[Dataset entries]
/---

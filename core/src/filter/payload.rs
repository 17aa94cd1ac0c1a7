use crate::dataset::RowSet;
use serde::{Deserialize, Serialize};

/// Inclusive payload-mass interval in kilograms.
///
/// Bounds are taken as given: a range with `low > high` (or a NaN bound)
/// contains nothing.
#[derive(Debug, Clone, Copy, PartialEq, Serialize, Deserialize)]
pub struct PayloadRange {
    pub low: f64,
    pub high: f64,
}

impl PayloadRange {
    pub const MIN_KG: f64 = 0.0;
    pub const MAX_KG: f64 = 10_000.0;
    pub const STEP_KG: f64 = 1_000.0;
    pub const MARKS_KG: [f64; 5] = [0.0, 2_500.0, 5_000.0, 7_500.0, 10_000.0];

    pub fn new(low: f64, high: f64) -> Self {
        Self { low, high }
    }

    /// The whole slider span.
    pub fn full() -> Self {
        Self::new(Self::MIN_KG, Self::MAX_KG)
    }

    pub fn contains(&self, payload_mass_kg: f64) -> bool {
        self.low <= payload_mass_kg && payload_mass_kg <= self.high
    }

    pub fn is_ordered(&self) -> bool {
        self.low <= self.high
    }

    /// Clamps `value` into the slider span and rounds it to the nearest step.
    pub fn snap(value: f64) -> f64 {
        if value.is_nan() {
            return Self::MIN_KG;
        }
        let clamped = value.clamp(Self::MIN_KG, Self::MAX_KG);
        (clamped / Self::STEP_KG).round() * Self::STEP_KG
    }
}

impl Default for PayloadRange {
    fn default() -> Self {
        Self::full()
    }
}

/// Rows with `low <= payload_mass_kg <= high`, in their original order.
///
/// An inverted range yields no rows.
pub fn filter_by_payload_range<'a>(rows: &RowSet<'a>, low: f64, high: f64) -> RowSet<'a> {
    let range = PayloadRange::new(low, high);
    if !range.is_ordered() {
        return RowSet::default();
    }
    rows.retain_where(|record| range.contains(record.payload_mass_kg))
}
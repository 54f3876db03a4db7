use std::path::{Path, PathBuf};

use super::Merger;
use crate::{
    error::{MjdlError, MjdlResult},
    util::path::result_index,
};

/// Order result files by the number before the first `_` of their names.
pub fn sort_results(files: Vec<PathBuf>) -> MjdlResult<Vec<PathBuf>> {
    let mut keyed = files
        .into_iter()
        .map(|path| {
            let name = path
                .file_name()
                .map(|name| name.to_string_lossy().into_owned())
                .unwrap_or_default();
            match result_index(&name) {
                Some(index) => Ok((index, path)),
                None => Err(MjdlError::InvalidResultName(name)),
            }
        })
        .collect::<MjdlResult<Vec<_>>>()?;

    keyed.sort_by_key(|(index, _)| *index);
    Ok(keyed.into_iter().map(|(_, path)| path).collect())
}

/// Regular files of `results_dir` in concatenation order. Dotfiles are skipped.
pub async fn list_results<P>(results_dir: P) -> MjdlResult<Vec<PathBuf>>
where
    P: AsRef<Path>,
{
    let mut dir = tokio::fs::read_dir(results_dir.as_ref()).await?;
    let mut files = Vec::new();
    while let Some(entry) = dir.next_entry().await? {
        if entry.file_name().to_string_lossy().starts_with('.') {
            continue;
        }
        if entry.file_type().await?.is_file() {
            files.push(entry.path());
        }
    }

    sort_results(files)
}

/// Concatenate every result in `results_dir` into `output`.
///
/// Returns the inputs in the order they were joined. Nothing is written when
/// the directory holds no results.
pub async fn concat_all<P, O, M>(results_dir: P, output: O, merger: &M) -> MjdlResult<Vec<PathBuf>>
where
    P: AsRef<Path>,
    O: AsRef<Path>,
    M: Merger,
{
    let files = list_results(results_dir.as_ref()).await?;
    if files.is_empty() {
        tracing::warn!(
            "No results in {}, nothing to concatenate.",
            results_dir.as_ref().display()
        );
        return Ok(files);
    }

    tracing::info!(
        "Concatenating {} file(s) into {}...",
        files.len(),
        output.as_ref().display()
    );
    merger.concat(&files, output.as_ref()).await?;

    tracing::info!(
        "All finished. Please checkout your file at {}",
        output.as_ref().display()
    );
    Ok(files)
}
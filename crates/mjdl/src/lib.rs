pub mod batch;
pub mod context;
pub mod error;
pub mod locate;
pub mod manifest;
pub mod merge;
pub mod reassemble;
pub mod util;

pub use error::*;
pub use util::http::HttpClient;

pub use batch::{Batch, BatchMode, BatchReport, FailurePolicy, Pipeline};
pub use context::RunContext;
pub use manifest::{Manifest, Representation, SegmentRef};
pub use reassemble::{DownloadResult, Reassembler};
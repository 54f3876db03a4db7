use std::{num::NonZeroU32, path::PathBuf, str::FromStr, time::Duration};

use anyhow::bail;
use clap::Parser;
use fake_user_agent::get_chrome_rua;
use mjdl::{
    locate::MANIFEST_MARKER, merge::FfmpegMerger, Batch, BatchMode, FailurePolicy, HttpClient,
    Pipeline, RunContext,
};
use reqwest::{
    header::{HeaderMap, HeaderName, HeaderValue},
    Client,
};

#[derive(Parser, Debug, Clone)]
#[clap(name = "mjdl", version, about)]
pub struct MjdlArgs {
    /// File containing one page URL per line
    #[clap(short, long, required_unless_present = "output")]
    file: Option<PathBuf>,

    /// Skip the first n lines of the URL list
    #[clap(short, long, default_value = "0")]
    skip: usize,

    /// Only concatenate existing results into this file
    #[clap(short, long)]
    output: Option<PathBuf>,

    /// Root of the temp/ and output/ directories
    #[clap(long, env = "MJDL_BASE_DIR")]
    base_dir: Option<PathBuf>,

    /// Segment requests kept in flight per track
    #[clap(long, env = "MJDL_THREADS", default_value = "1")]
    threads: NonZeroU32,

    /// Stop the batch at the first failed URL
    #[clap(long)]
    fail_fast: bool,

    /// Keep temporary files.
    #[clap(short, long)]
    keep: bool,

    /// Remove temp/ and output/ before starting
    #[clap(long)]
    clean: bool,

    /// Token identifying the manifest link in a page
    #[clap(long, default_value = MANIFEST_MARKER)]
    marker: String,

    /// Cookies used to download
    #[clap(long)]
    cookies: Option<String>,

    /// HTTP Header used to download
    ///
    /// Custom header. eg. "User-Agent: xxxxx". This option will override --cookies.
    #[clap(short = 'H', long)]
    headers: Vec<String>,

    /// Timeout seconds for each page/manifest/segment request.
    #[clap(long, default_value = "60")]
    timeout: u64,

    /// Debug output
    #[clap(short, long, alias = "debug")]
    verbose: bool,
}

impl MjdlArgs {
    fn client(&self) -> anyhow::Result<HttpClient> {
        let mut headers = HeaderMap::new();
        if let Some(cookies) = &self.cookies {
            headers.insert(reqwest::header::COOKIE, HeaderValue::from_str(cookies)?);
        }

        for header in &self.headers {
            let Some((key, value)) = header.split_once(':') else {
                bail!("Invalid header: {header}");
            };
            headers.insert(
                HeaderName::from_str(key.trim())?,
                HeaderValue::from_str(value.trim())?,
            );
        }

        let builder = Client::builder()
            .default_headers(headers)
            .user_agent(get_chrome_rua())
            .timeout(Duration::from_secs(self.timeout));
        Ok(HttpClient::new(builder)?)
    }

    fn context(&self) -> anyhow::Result<RunContext> {
        let work_dir = std::env::current_dir()?;
        let base_dir = match &self.base_dir {
            Some(dir) => {
                if !dir.exists() {
                    bail!("Base directory {} does not exist.", dir.display());
                }
                dir.canonicalize()?
            }
            None => work_dir.clone(),
        };
        Ok(RunContext::new(base_dir, work_dir))
    }

    fn mode(&self) -> anyhow::Result<BatchMode> {
        if let Some(output) = &self.output {
            return Ok(BatchMode::ConcatOnly {
                output: output.clone(),
            });
        }

        let Some(url_list) = &self.file else {
            bail!("Either --file or --output is required.");
        };
        if !url_list.is_file() {
            bail!("{} not a valid file", url_list.display());
        }
        Ok(BatchMode::Download {
            url_list: url_list.clone(),
            skip: self.skip,
        })
    }
}

#[tokio::main]
async fn main() -> anyhow::Result<()> {
    let args = MjdlArgs::parse();

    let default_level = if args.verbose { "debug" } else { "info" };
    tracing_subscriber::fmt()
        .with_env_filter(
            tracing_subscriber::EnvFilter::try_from_default_env()
                .unwrap_or_else(|_| default_level.into()),
        )
        .with_writer(std::io::stderr)
        .init();

    let context = args.context()?;
    let mode = args.mode()?;
    if args.clean {
        context.clean().await?;
    }
    tracing::info!("Run prefix: {}", context.prefix());

    let pipeline = Pipeline::new(args.client()?)
        .with_marker(args.marker.clone())
        .with_concurrency(args.threads);
    let policy = if args.fail_fast {
        FailurePolicy::Abort
    } else {
        FailurePolicy::Continue
    };
    let batch = Batch::new(pipeline, mode)
        .policy(policy)
        .keep_temp(args.keep);

    let merger = FfmpegMerger::new()?;
    let report = batch.run(&context, &merger).await?;

    tracing::info!(
        "{} succeeded, {} failed.",
        report.completed.len(),
        report.failed.len()
    );
    if !report.is_success() {
        for failure in &report.failed {
            tracing::error!(
                "#{} {}: {}",
                failure.index,
                failure.page_url,
                failure.error
            );
        }
        bail!(
            "{} source(s) failed, see {}",
            report.failed.len(),
            context.error_log().display()
        );
    }

    Ok(())
}
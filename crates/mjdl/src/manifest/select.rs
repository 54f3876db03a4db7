use super::Representation;
use crate::error::{MjdlError, MjdlResult, TrackKind};

/// Pick the representation with the greatest height.
///
/// The first maximal element wins when several share the same height.
pub fn select_video(representations: &[Representation]) -> MjdlResult<&Representation> {
    representations
        .iter()
        .reduce(|best, candidate| {
            if candidate.height > best.height {
                candidate
            } else {
                best
            }
        })
        .ok_or(MjdlError::EmptyRepresentationSet(TrackKind::Video))
}

/// Audio manifests carry a single representation; take the first one.
pub fn select_audio(representations: &[Representation]) -> MjdlResult<&Representation> {
    representations
        .first()
        .ok_or(MjdlError::EmptyRepresentationSet(TrackKind::Audio))
}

\---

What to work on: From the entries above, pull out each line that includes "HeaderName".

Exercise answer:
    header::{HeaderMap, HeaderName, HeaderValue},
                HeaderName::from_str(key.trim())?,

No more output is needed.